[Working data]
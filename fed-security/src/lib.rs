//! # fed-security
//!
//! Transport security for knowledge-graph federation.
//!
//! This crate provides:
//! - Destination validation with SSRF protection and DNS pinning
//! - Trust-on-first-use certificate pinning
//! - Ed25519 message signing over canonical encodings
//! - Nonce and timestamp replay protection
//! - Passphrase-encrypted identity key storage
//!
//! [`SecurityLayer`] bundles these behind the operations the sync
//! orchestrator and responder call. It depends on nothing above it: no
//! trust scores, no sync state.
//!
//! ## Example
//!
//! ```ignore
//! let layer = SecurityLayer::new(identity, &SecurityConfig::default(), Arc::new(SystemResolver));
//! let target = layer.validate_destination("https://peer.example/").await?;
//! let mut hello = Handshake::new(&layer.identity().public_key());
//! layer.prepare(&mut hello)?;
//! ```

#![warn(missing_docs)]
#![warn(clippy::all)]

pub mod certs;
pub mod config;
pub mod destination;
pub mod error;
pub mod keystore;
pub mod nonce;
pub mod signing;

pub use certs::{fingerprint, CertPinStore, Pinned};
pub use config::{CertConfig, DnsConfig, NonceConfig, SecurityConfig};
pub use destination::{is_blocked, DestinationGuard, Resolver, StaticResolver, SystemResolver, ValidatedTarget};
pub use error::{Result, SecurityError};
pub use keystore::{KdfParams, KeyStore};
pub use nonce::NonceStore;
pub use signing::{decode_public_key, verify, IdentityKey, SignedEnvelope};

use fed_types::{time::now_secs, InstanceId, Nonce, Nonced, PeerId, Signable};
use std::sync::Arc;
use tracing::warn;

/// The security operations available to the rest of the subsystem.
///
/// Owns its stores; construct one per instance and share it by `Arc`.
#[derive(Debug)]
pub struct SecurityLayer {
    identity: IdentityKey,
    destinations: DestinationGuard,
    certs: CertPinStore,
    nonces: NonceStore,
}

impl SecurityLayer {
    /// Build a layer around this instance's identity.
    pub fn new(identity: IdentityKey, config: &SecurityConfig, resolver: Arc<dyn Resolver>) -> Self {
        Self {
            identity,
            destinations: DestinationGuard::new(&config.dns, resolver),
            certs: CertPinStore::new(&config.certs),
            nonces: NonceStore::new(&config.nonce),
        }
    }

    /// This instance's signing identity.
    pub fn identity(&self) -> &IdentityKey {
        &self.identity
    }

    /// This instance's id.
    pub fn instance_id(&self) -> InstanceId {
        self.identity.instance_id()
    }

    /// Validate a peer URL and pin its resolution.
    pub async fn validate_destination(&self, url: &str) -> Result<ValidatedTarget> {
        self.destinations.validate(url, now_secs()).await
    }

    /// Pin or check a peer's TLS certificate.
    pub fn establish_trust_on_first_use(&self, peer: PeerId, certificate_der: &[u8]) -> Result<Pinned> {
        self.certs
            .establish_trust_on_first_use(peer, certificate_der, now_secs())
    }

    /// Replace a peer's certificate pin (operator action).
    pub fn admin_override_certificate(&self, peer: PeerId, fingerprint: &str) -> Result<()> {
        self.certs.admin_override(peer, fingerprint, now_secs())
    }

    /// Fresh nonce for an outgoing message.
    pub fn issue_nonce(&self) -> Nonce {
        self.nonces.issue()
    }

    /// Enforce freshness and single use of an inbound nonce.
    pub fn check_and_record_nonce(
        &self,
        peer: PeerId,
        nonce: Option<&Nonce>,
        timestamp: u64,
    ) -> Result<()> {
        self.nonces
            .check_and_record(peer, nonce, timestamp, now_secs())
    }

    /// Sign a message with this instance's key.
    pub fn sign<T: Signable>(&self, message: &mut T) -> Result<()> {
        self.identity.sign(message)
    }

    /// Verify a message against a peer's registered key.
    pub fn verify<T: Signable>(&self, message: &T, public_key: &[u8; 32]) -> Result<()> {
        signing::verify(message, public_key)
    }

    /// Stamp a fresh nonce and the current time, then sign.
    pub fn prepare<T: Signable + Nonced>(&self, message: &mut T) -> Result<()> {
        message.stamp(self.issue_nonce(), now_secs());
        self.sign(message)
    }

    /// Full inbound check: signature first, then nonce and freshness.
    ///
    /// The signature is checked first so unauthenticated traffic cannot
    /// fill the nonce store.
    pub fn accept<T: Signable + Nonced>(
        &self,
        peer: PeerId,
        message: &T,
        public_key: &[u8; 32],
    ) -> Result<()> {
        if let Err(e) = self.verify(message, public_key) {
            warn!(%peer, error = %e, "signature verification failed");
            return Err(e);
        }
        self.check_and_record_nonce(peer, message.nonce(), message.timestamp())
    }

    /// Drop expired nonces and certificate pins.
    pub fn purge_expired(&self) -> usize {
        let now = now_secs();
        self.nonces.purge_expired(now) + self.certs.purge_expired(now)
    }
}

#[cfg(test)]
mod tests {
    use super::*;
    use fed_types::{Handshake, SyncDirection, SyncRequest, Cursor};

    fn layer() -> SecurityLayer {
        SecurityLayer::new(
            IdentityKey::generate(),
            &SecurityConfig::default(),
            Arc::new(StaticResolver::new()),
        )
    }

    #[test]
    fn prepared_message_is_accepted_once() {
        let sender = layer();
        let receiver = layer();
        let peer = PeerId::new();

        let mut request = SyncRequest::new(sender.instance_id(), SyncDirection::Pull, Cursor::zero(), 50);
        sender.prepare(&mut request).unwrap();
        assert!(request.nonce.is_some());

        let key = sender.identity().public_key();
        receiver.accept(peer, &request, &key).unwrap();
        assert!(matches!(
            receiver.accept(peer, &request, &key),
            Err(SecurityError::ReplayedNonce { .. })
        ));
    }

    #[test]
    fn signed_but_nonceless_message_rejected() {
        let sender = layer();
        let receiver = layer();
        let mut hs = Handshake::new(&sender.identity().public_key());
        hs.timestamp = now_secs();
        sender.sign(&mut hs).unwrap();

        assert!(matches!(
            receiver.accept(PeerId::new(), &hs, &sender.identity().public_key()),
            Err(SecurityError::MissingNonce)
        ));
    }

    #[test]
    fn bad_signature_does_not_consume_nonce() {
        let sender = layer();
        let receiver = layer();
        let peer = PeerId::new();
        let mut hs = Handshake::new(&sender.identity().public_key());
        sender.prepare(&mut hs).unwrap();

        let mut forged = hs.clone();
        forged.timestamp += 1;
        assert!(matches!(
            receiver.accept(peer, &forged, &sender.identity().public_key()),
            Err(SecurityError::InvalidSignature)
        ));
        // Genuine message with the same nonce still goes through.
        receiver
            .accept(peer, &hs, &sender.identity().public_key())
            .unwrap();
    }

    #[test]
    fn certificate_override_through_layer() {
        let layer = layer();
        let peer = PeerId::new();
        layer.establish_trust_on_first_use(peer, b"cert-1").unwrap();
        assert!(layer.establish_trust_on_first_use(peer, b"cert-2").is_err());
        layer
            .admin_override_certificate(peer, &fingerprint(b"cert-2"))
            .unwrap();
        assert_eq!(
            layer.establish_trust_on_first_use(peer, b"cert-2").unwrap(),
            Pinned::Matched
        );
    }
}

[Task objective] Each line that includes the string "certs" should be copied from the data.

[Expected output]
pub mod certs;
pub use certs::{fingerprint, CertPinStore, Pinned};
    certs: CertPinStore,
            certs: CertPinStore::new(&config.certs),
        self.certs
        self.certs.admin_override(peer, fingerprint, now_secs())
        self.nonces.purge_expired(now) + self.certs.purge_expired(now)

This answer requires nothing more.